**What is being asked:**
Look through the data below. Pick out the lines holding the string "derive".

**Data provided:**
//! Agents and the categories they belong to.

use std::fmt;
use std::str::FromStr;

/// The group an agent belongs to, as a small index.
///
/// The first few indices have well-known names; any other value is still a
/// valid category and displays by number.
#[derive(Debug, Clone, Copy, PartialEq, Eq, PartialOrd, Ord, Hash)]
#[cfg_attr(feature = "serde", derive(serde::Serialize, serde::Deserialize))]
pub struct Category(pub u8);

impl Category {
    pub const RED: Self = Self(0);
    pub const BLUE: Self = Self(1);
    pub const GREEN: Self = Self(2);
    pub const YELLOW: Self = Self(3);

    const NAMES: [&'static str; 4] = ["red", "blue", "green", "yellow"];

    pub const fn new(index: u8) -> Self {
        Self(index)
    }

    pub const fn index(self) -> u8 {
        self.0
    }

    /// The well-known name, if this category has one.
    pub fn name(self) -> Option<&'static str> {
        Self::NAMES.get(self.0 as usize).copied()
    }
}

impl fmt::Display for Category {
    fn fmt(&self, f: &mut fmt::Formatter<'_>) -> fmt::Result {
        match self.name() {
            Some(name) => f.write_str(name),
            None => write!(f, "category {}", self.0),
        }
    }
}

/// Error returned when a category name cannot be parsed.
#[derive(Debug, Clone, PartialEq, Eq, thiserror::Error)]
#[error("unknown category \u{201c}{0}\u{201d}")]
pub struct ParseCategoryError(pub String);

impl FromStr for Category {
    type Err = ParseCategoryError;

    /// Accepts a well-known name (case-insensitive) or a numeric index.
    fn from_str(s: &str) -> Result<Self, Self::Err> {
        let lower = s.trim().to_ascii_lowercase();
        if let Some(i) = Self::NAMES.iter().position(|&n| n == lower) {
            return Ok(Self(i as u8));
        }
        lower
            .parse::<u8>()
            .map(Self)
            .map_err(|_| ParseCategoryError(s.to_string()))
    }
}

/// A single occupant of the grid.
///
/// The category never changes; `satisfied` is rewritten every tick and is
/// `false` until the first evaluation.
#[derive(Debug, Clone, Copy, PartialEq, Eq)]
#[cfg_attr(feature = "serde", derive(serde::Serialize, serde::Deserialize))]
pub struct Agent {
    category: Category,
    pub satisfied: bool,
}

impl Agent {
    pub const fn new(category: Category) -> Self {
        Self {
            category,
            satisfied: false,
        }
    }

    #[inline]
    pub const fn category(&self) -> Category {
        self.category
    }
}

impl From<Category> for Agent {
    fn from(category: Category) -> Self {
        Self::new(category)
    }
}

#[cfg(test)]
mod tests {
    use super::*;

    #[test]
    fn new_agent_is_unsatisfied() {
        let a = Agent::new(Category::BLUE);
        assert_eq!(a.category(), Category::BLUE);
        assert!(!a.satisfied);
    }

    #[test]
    fn display_names() {
        assert_eq!(Category::RED.to_string(), "red");
        assert_eq!(Category::new(7).to_string(), "category 7");
    }

    #[test]
    fn parse_names_and_indices() {
        assert_eq!("Blue".parse::<Category>(), Ok(Category::BLUE));
        assert_eq!("3".parse::<Category>(), Ok(Category::YELLOW));
        assert_eq!("12".parse::<Category>(), Ok(Category::new(12)));
        assert!("purple".parse::<Category>().is_err());
    }
}
//! Initial population generation.
//!
//! Agents are laid out category by category in declared order, followed by
//! empty markers. The caller shuffles the result before building a world.
//!
//! Counts come from cumulative rounded boundaries: the boundary after the
//! k-th category is `round(total * (p_1 + ... + p_k))` with ties rounded to
//! even, and each category fills the gap between consecutive boundaries. A
//! category's count may therefore differ from `round(p_k * total)` by one,
//! while the total number of agents always equals `round(total * sum(p))`.

use log::debug;

use crate::agent::{Agent, Category};
use crate::error::ConfigError;

/// Slack allowed on the proportion sum to absorb float noise such as
/// `0.1 + 0.2 + 0.7`.
pub const PROPORTION_EPSILON: f64 = 1e-9;

/// Check a category → proportion mapping. Returns the proportion sum.
pub fn validate_proportions(proportions: &[(Category, f64)]) -> Result<f64, ConfigError> {
    let mut sum = 0.0;
    for (i, &(category, value)) in proportions.iter().enumerate() {
        if !value.is_finite() || value < 0.0 {
            return Err(ConfigError::InvalidProportion { category, value });
        }
        if proportions[..i].iter().any(|&(c, _)| c == category) {
            return Err(ConfigError::DuplicateCategory(category));
        }
        sum += value;
    }
    if sum > 1.0 + PROPORTION_EPSILON {
        return Err(ConfigError::ProportionsExceedOne(sum));
    }
    Ok(sum)
}

/// Cumulative boundaries: entry `k` is the index one past the last agent of
/// the k-th category.
fn boundaries(total: usize, proportions: &[(Category, f64)]) -> Vec<usize> {
    let mut cumulative = 0.0;
    proportions
        .iter()
        .map(|&(_, p)| {
            cumulative += p;
            ((total as f64 * cumulative).round_ties_even() as usize).min(total)
        })
        .collect()
}

/// Build `total_locations` entries: agents of each category in declared
/// order, then `None` for every remaining (empty) location.
pub fn generate_distribution(
    total_locations: usize,
    proportions: &[(Category, f64)],
) -> Result<Vec<Option<Agent>>, ConfigError> {
    if total_locations == 0 {
        return Err(ConfigError::ZeroLocations);
    }
    validate_proportions(proportions)?;

    let mut cells = Vec::with_capacity(total_locations);
    for (&(category, _), end) in proportions.iter().zip(boundaries(total_locations, proportions)) {
        let start = cells.len();
        cells.extend((start..end).map(|_| Some(Agent::new(category))));
        debug!("generated {} agents of {category}", end.saturating_sub(start));
    }
    cells.resize(total_locations, None);
    Ok(cells)
}

#[cfg(test)]
mod tests {
    use super::*;

    fn count(cells: &[Option<Agent>], category: Category) -> usize {
        cells
            .iter()
            .filter(|c| c.is_some_and(|a| a.category() == category))
            .count()
    }

    #[test]
    fn ten_locations_quarter_quarter_half() {
        let cells =
            generate_distribution(10, &[(Category::RED, 0.25), (Category::BLUE, 0.25)]).unwrap();
        assert_eq!(cells.len(), 10);
        // Boundaries: round(2.5) = 2, round(5.0) = 5.
        for c in &cells[0..2] {
            assert_eq!(c.map(|a| a.category()), Some(Category::RED));
        }
        for c in &cells[2..5] {
            assert_eq!(c.map(|a| a.category()), Some(Category::BLUE));
        }
        assert!(cells[5..].iter().all(Option::is_none));
    }

    #[test]
    fn source_defaults() {
        let cells =
            generate_distribution(900, &[(Category::RED, 0.4), (Category::BLUE, 0.4)]).unwrap();
        assert_eq!(count(&cells, Category::RED), 360);
        assert_eq!(count(&cells, Category::BLUE), 360);
        assert_eq!(cells.iter().filter(|c| c.is_none()).count(), 180);
    }

    #[test]
    fn full_occupancy_with_float_noise() {
        let props = [
            (Category::RED, 0.1),
            (Category::BLUE, 0.2),
            (Category::GREEN, 0.7),
        ];
        let cells = generate_distribution(100, &props).unwrap();
        assert!(cells.iter().all(Option::is_some));
        assert_eq!(count(&cells, Category::GREEN), 70);
    }

    #[test]
    fn no_categories_is_all_empty() {
        let cells = generate_distribution(4, &[]).unwrap();
        assert_eq!(cells, vec![None; 4]);
    }

    #[test]
    fn rejects_bad_input() {
        assert_eq!(
            generate_distribution(0, &[(Category::RED, 0.5)]),
            Err(ConfigError::ZeroLocations)
        );
        assert!(matches!(
            generate_distribution(9, &[(Category::RED, -0.1)]),
            Err(ConfigError::InvalidProportion { .. })
        ));
        assert!(matches!(
            generate_distribution(9, &[(Category::RED, f64::NAN)]),
            Err(ConfigError::InvalidProportion { .. })
        ));
        assert!(matches!(
            generate_distribution(9, &[(Category::RED, 0.6), (Category::BLUE, 0.6)]),
            Err(ConfigError::ProportionsExceedOne(_))
        ));
        assert_eq!(
            generate_distribution(9, &[(Category::RED, 0.2), (Category::RED, 0.2)]),
            Err(ConfigError::DuplicateCategory(Category::RED))
        );
    }
}
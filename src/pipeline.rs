use eyre::Report;
use log::debug;

use crate::summarize::Summarizer;
use crate::{Transcript, extract_video_id, youtube};

/// Why a run stopped before reaching display
#[derive(Debug)]
pub enum PipelineError {
    EmptyInput,
    InvalidUrl(String),
    Fetch(Report),
    Summarize(Report),
}

impl std::fmt::Display for PipelineError {
    fn fmt(&self, f: &mut std::fmt::Formatter<'_>) -> std::fmt::Result {
        match self {
            PipelineError::EmptyInput => write!(f, "no URL provided"),
            PipelineError::InvalidUrl(input) => {
                write!(f, "could not extract a video ID from: {input}")
            }
            PipelineError::Fetch(e) => write!(f, "error fetching transcript: {e}"),
            PipelineError::Summarize(e) => write!(f, "error generating summary: {e}"),
        }
    }
}

impl std::error::Error for PipelineError {}

/// Everything one successful action displays
#[derive(Debug)]
pub struct Outcome {
    pub transcript: Transcript,
    pub summary: Option<String>,
}

/// Run the parse → fetch → summarize pipeline for one input.
///
/// Stages short-circuit: an empty input stops before parsing, a parse
/// miss stops before any network call, a fetch failure stops before
/// summarization. No retries; nothing persists between runs. With no
/// summarizer the third stage is skipped.
pub async fn run(
    client: &reqwest::Client,
    summarizer: Option<&Summarizer>,
    input: &str,
    lang: &str,
) -> Result<Outcome, PipelineError> {
    let input = input.trim();
    if input.is_empty() {
        return Err(PipelineError::EmptyInput);
    }

    let video_id = extract_video_id(input).ok_or_else(|| PipelineError::InvalidUrl(input.to_string()))?;
    debug!("Extracted video ID: {video_id}");

    let transcript = youtube::fetch_transcript(client, &video_id, lang)
        .await
        .map_err(PipelineError::Fetch)?;

    let summary = match summarizer {
        Some(s) => Some(
            s.summarize(&transcript.joined_text())
                .await
                .map_err(PipelineError::Summarize)?,
        ),
        None => None,
    };

    Ok(Outcome { transcript, summary })
}

#[cfg(test)]
mod tests {
    use super::*;

    #[tokio::test]
    async fn test_empty_input_short_circuits() {
        let client = reqwest::Client::new();
        let err = run(&client, None, "   ", "en").await.unwrap_err();
        assert!(matches!(err, PipelineError::EmptyInput));
    }

    #[tokio::test]
    async fn test_invalid_url_stops_before_any_network_call() {
        let client = reqwest::Client::new();
        let err = run(&client, None, "not a url", "en").await.unwrap_err();
        assert!(matches!(err, PipelineError::InvalidUrl(_)));
    }

    #[test]
    fn test_fetch_error_embeds_failure_description() {
        let err = PipelineError::Fetch(eyre::eyre!("no captions available for video abc45678901"));
        let msg = err.to_string();
        assert!(msg.starts_with("error fetching transcript:"));
        assert!(msg.contains("no captions available"));
    }

    #[test]
    fn test_summarize_error_embeds_failure_description() {
        let err = PipelineError::Summarize(eyre::eyre!("completion API returned 429"));
        let msg = err.to_string();
        assert!(msg.starts_with("error generating summary:"));
        assert!(msg.contains("429"));
    }

    #[test]
    fn test_invalid_url_names_the_input() {
        let err = PipelineError::InvalidUrl("gibberish".to_string());
        assert!(err.to_string().contains("gibberish"));
    }
}
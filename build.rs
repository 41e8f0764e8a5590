use std::process::Command;

fn main() {
    let describe = Command::new("git")
        .args(["describe", "--tags", "--always", "--dirty"])
        .output()
        .ok()
        .filter(|o| o.status.success())
        .map(|o| String::from_utf8_lossy(&o.stdout).trim().to_string())
        .filter(|s| !s.is_empty())
        .unwrap_or_else(|| env!("CARGO_PKG_VERSION").to_string());

    println!("cargo:rustc-env=GIT_DESCRIBE={describe}");
}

**Output for this task:**
#[derive(Debug, Clone, Copy, PartialEq, Eq, PartialOrd, Ord, Hash)]
#[cfg_attr(feature = "serde", derive(serde::Serialize, serde::Deserialize))]
#[derive(Debug, Clone, PartialEq, Eq, thiserror::Error)]
#[derive(Debug, Clone, Copy, PartialEq, Eq)]
#[cfg_attr(feature = "serde", derive(serde::Serialize, serde::Deserialize))]
#[derive(Debug)]
#[derive(Debug)]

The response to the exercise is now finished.